* **Try it**
Your task is to copy every line of the records below that contains "finish".

(Stored data)
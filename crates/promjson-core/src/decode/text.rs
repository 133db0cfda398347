use std::collections::HashMap;

use async_trait::async_trait;
use prometheus_parse::{LineInfo, Sample, Scrape, Value};
use tokio::io::{AsyncRead, AsyncReadExt};
use tracing::debug;

use crate::decode::{DecodeError, RecordSource, TextParseError};
use crate::proto::{
    self, Bucket, Counter, Gauge, LabelPair, Metric, MetricFamily, MetricType, Quantile, Untyped,
};

const SUFFIXES: [&str; 3] = ["_bucket", "_sum", "_count"];

/// Record source over a text exposition document.
///
/// The whole input is read and parsed on the first call; the document either parses
/// completely or yields nothing.
pub struct TextSource<R> {
    reader: Option<R>,
    parsed: std::vec::IntoIter<MetricFamily>,
}

impl<R> TextSource<R>
where
    R: AsyncRead + Unpin + Send,
{
    pub fn new(reader: R) -> Self {
        Self {
            reader: Some(reader),
            parsed: Vec::new().into_iter(),
        }
    }
}

#[async_trait]
impl<R> RecordSource for TextSource<R>
where
    R: AsyncRead + Unpin + Send,
{
    async fn next_record(&mut self) -> Result<Option<MetricFamily>, DecodeError> {
        if let Some(mut reader) = self.reader.take() {
            let mut buf = Vec::new();
            reader.read_to_end(&mut buf).await?;
            let text = String::from_utf8(buf).map_err(|_| DecodeError::NotUtf8)?;

            let families = parse_text(&text)?;
            debug!(families = families.len(), "parsed text document");
            self.parsed = families.into_iter();
        }
        Ok(self.parsed.next())
    }

    fn strategy(&self) -> &'static str {
        "text"
    }
}

/// Parse a text exposition document (format version 0.0.4) with `prometheus-parse`.
///
/// Lines are checked first, so a line the scrape would skip fails the whole document.
/// The scraped samples are then regrouped into families: `_sum` and `_count` samples join
/// the summary or histogram series with the same label set.
///
/// Families come in order of first appearance. Series of scalar families keep their order;
/// summary and histogram series are ordered by label set. Families without samples are
/// dropped.
pub fn parse_text(input: &str) -> Result<Vec<MetricFamily>, TextParseError> {
    let seen = check_lines(input)?;
    let Scrape { docs, samples, .. } = Scrape::parse(input.lines().map(|line| Ok(line.to_owned())))
        .map_err(|e| TextParseError::Document(e.to_string()))?;

    let mut families = group(samples)?;
    apply_help(&mut families, &docs);

    let mut out = Vec::with_capacity(families.len());
    for name in &seen {
        let Some(key) = resolve(name, &families) else {
            continue;
        };
        if let Some(family) = families.remove(&key) {
            out.push(family.finish());
        }
    }

    let mut rest: Vec<MetricFamily> = families.into_values().map(FamilyState::finish).collect();
    rest.sort_by(|a, b| a.name().cmp(b.name()));
    out.extend(rest);
    Ok(out)
}

/// Metric names in line order. Fails on lines the scrape would drop without a trace.
fn check_lines(input: &str) -> Result<Vec<String>, TextParseError> {
    let mut names = Vec::new();
    for (i, line) in input.lines().enumerate() {
        let lineno = i + 1;
        let name = match LineInfo::parse(line) {
            LineInfo::Doc { metric_name, .. } => metric_name.to_string(),
            LineInfo::Type { metric_name, .. } => metric_name.to_string(),
            LineInfo::Sample {
                metric_name,
                value,
                timestamp,
                ..
            } => {
                if value.parse::<f64>().is_err() {
                    return Err(TextParseError::line(
                        lineno,
                        format!("expected float as value, got {value:?}"),
                    ));
                }
                if let Some(ts) = timestamp {
                    if ts.parse::<i64>().is_err() {
                        return Err(TextParseError::line(
                            lineno,
                            format!("expected integer as timestamp, got {ts:?}"),
                        ));
                    }
                }
                metric_name.to_string()
            }
            _ => {
                let trimmed = line.trim();
                if trimmed.is_empty() || trimmed.starts_with('#') {
                    continue;
                }
                return Err(TextParseError::line(
                    lineno,
                    format!("unparsable sample {trimmed:?}"),
                ));
            }
        };
        names.push(name);
    }
    Ok(names)
}

struct FamilyState {
    mf: MetricFamily,
    /// Summary and histogram series by sorted label set.
    series: HashMap<Vec<(String, String)>, usize>,
}

impl FamilyState {
    fn new(name: &str, kind: MetricType) -> Self {
        Self {
            mf: MetricFamily::with_type(name, kind),
            series: HashMap::new(),
        }
    }

    fn kind(&self) -> MetricType {
        self.mf.r#type()
    }

    fn series_mut(&mut self, labels: Vec<(String, String)>) -> &mut Metric {
        let kind = self.kind();
        let metrics = &mut self.mf.metric;
        let idx = *self.series.entry(labels.clone()).or_insert_with(|| {
            let mut metric = Metric {
                label: pairs(labels),
                ..Default::default()
            };
            match kind {
                MetricType::Summary => metric.summary = Some(proto::Summary::default()),
                _ => metric.histogram = Some(proto::Histogram::default()),
            }
            metrics.push(metric);
            metrics.len() - 1
        });
        &mut metrics[idx]
    }

    fn finish(mut self) -> MetricFamily {
        if matches!(self.kind(), MetricType::Summary | MetricType::Histogram) {
            self.mf.metric.sort_by(|a, b| label_key(a).cmp(&label_key(b)));
        }
        self.mf
    }
}

/// Regroup scraped samples into one state per family name.
fn group(samples: Vec<Sample>) -> Result<HashMap<String, FamilyState>, TextParseError> {
    let mut composite: HashMap<String, MetricType> = HashMap::new();
    for sample in &samples {
        match &sample.value {
            Value::Histogram(_) => {
                let base = sample.metric.strip_suffix("_bucket").unwrap_or(&sample.metric);
                composite.insert(base.to_string(), MetricType::Histogram);
            }
            Value::Summary(_) => {
                composite.insert(sample.metric.clone(), MetricType::Summary);
            }
            _ => {}
        }
    }

    let mut families: HashMap<String, FamilyState> = HashMap::new();
    for sample in samples {
        let labels = labels(&sample.labels);
        let (kind, v) = match sample.value {
            Value::Histogram(counts) => {
                let base = sample.metric.strip_suffix("_bucket").unwrap_or(&sample.metric);
                let state = families
                    .entry(base.to_string())
                    .or_insert_with(|| FamilyState::new(base, MetricType::Histogram));
                let h = state.series_mut(labels).histogram.get_or_insert_with(Default::default);
                h.bucket.extend(counts.into_iter().map(|c| Bucket {
                    cumulative_count: Some(c.count as u64),
                    upper_bound: Some(c.less_than),
                }));
                continue;
            }
            Value::Summary(counts) => {
                let state = families
                    .entry(sample.metric.clone())
                    .or_insert_with(|| FamilyState::new(&sample.metric, MetricType::Summary));
                let s = state.series_mut(labels).summary.get_or_insert_with(Default::default);
                s.quantile.extend(counts.into_iter().map(|c| Quantile {
                    quantile: Some(c.quantile),
                    value: Some(c.count),
                }));
                continue;
            }
            Value::Counter(v) => (MetricType::Counter, v),
            Value::Gauge(v) => (MetricType::Gauge, v),
            Value::Untyped(v) => (MetricType::Untyped, v),
        };

        if let Some((base, suffix)) = composite_part(&sample.metric, &composite) {
            let base_kind = composite[base];
            let state = families
                .entry(base.to_string())
                .or_insert_with(|| FamilyState::new(base, base_kind));
            attach(state, labels, suffix, v).map_err(|what| {
                TextParseError::Document(format!(
                    "sample {:?} of {} family {base:?} {what}",
                    sample.metric,
                    kind_name(base_kind),
                ))
            })?;
            continue;
        }

        let state = families
            .entry(sample.metric.clone())
            .or_insert_with(|| FamilyState::new(&sample.metric, kind));
        state.mf.metric.push(scalar(kind, labels, v));
    }
    Ok(families)
}

fn kind_name(kind: MetricType) -> &'static str {
    match kind {
        MetricType::Counter => "counter",
        MetricType::Gauge => "gauge",
        MetricType::Summary => "summary",
        MetricType::Untyped => "untyped",
        MetricType::Histogram => "histogram",
    }
}

/// Split `name` into a summary or histogram base and the suffix it carries, if it has one.
fn composite_part<'a>(
    name: &'a str,
    composite: &HashMap<String, MetricType>,
) -> Option<(&'a str, &'static str)> {
    if composite.contains_key(name) {
        return Some((name, ""));
    }
    SUFFIXES.iter().find_map(|suffix| {
        name.strip_suffix(suffix)
            .filter(|base| composite.contains_key(*base))
            .map(|base| (base, *suffix))
    })
}

/// Fold a `_sum` or `_count` sample into its series.
fn attach(
    state: &mut FamilyState,
    labels: Vec<(String, String)>,
    suffix: &str,
    v: f64,
) -> Result<(), &'static str> {
    let kind = state.kind();
    let metric = match suffix {
        "_sum" | "_count" => state.series_mut(labels),
        "_bucket" => return Err("is missing its 'le' label"),
        _ if kind == MetricType::Summary => return Err("is missing its 'quantile' label"),
        _ => return Err("needs a _bucket, _sum or _count suffix"),
    };

    match kind {
        MetricType::Summary => {
            let s = metric.summary.get_or_insert_with(Default::default);
            if suffix == "_sum" {
                s.sample_sum = Some(v);
            } else {
                s.sample_count = Some(v as u64);
            }
        }
        _ => {
            let h = metric.histogram.get_or_insert_with(Default::default);
            if suffix == "_sum" {
                h.sample_sum = Some(v);
            } else {
                h.sample_count = Some(v as u64);
            }
        }
    }
    Ok(())
}

fn scalar(kind: MetricType, labels: Vec<(String, String)>, v: f64) -> Metric {
    let mut metric = Metric {
        label: pairs(labels),
        ..Default::default()
    };
    match kind {
        MetricType::Counter => metric.counter = Some(Counter { value: Some(v) }),
        MetricType::Gauge => metric.gauge = Some(Gauge { value: Some(v) }),
        _ => metric.untyped = Some(Untyped { value: Some(v) }),
    }
    metric
}

/// Sorted label pairs with escapes resolved. The scrape leaves keys untrimmed.
fn labels(scraped: &prometheus_parse::Labels) -> Vec<(String, String)> {
    let mut labels: Vec<(String, String)> = scraped
        .iter()
        .map(|(k, v)| (k.trim().to_string(), unescape(v)))
        .collect();
    labels.sort();
    labels
}

fn pairs(labels: Vec<(String, String)>) -> Vec<LabelPair> {
    labels.into_iter().map(|(k, v)| LabelPair::new(k, v)).collect()
}

fn label_key(metric: &Metric) -> Vec<(&str, &str)> {
    metric.label.iter().map(|lp| (lp.name(), lp.value())).collect()
}

/// Resolve `\\`, `\"` and `\n`; other backslashes are kept as written.
fn unescape(s: &str) -> String {
    let mut out = String::with_capacity(s.len());
    let mut chars = s.chars();
    while let Some(c) = chars.next() {
        if c != '\\' {
            out.push(c);
            continue;
        }
        match chars.next() {
            Some('n') => out.push('\n'),
            Some(escaped @ ('\\' | '"')) => out.push(escaped),
            Some(other) => {
                out.push('\\');
                out.push(other);
            }
            None => out.push('\\'),
        }
    }
    out
}

/// Family a metric name from the document belongs to.
fn resolve(name: &str, families: &HashMap<String, FamilyState>) -> Option<String> {
    if families.contains_key(name) {
        return Some(name.to_string());
    }
    SUFFIXES
        .iter()
        .filter_map(|suffix| name.strip_suffix(suffix))
        .find(|base| families.contains_key(*base))
        .map(str::to_string)
}

/// HELP text for every family the scrape documented.
fn apply_help(families: &mut HashMap<String, FamilyState>, docs: &HashMap<String, String>) {
    for (name, state) in families.iter_mut() {
        if let Some(doc) = docs.get(name) {
            state.mf.help = Some(unescape(doc.trim()));
        }
    }
}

* **Task response**
            out.push(family.finish());
    let mut rest: Vec<MetricFamily> = families.into_values().map(FamilyState::finish).collect();
    fn finish(mut self) -> MetricFamily {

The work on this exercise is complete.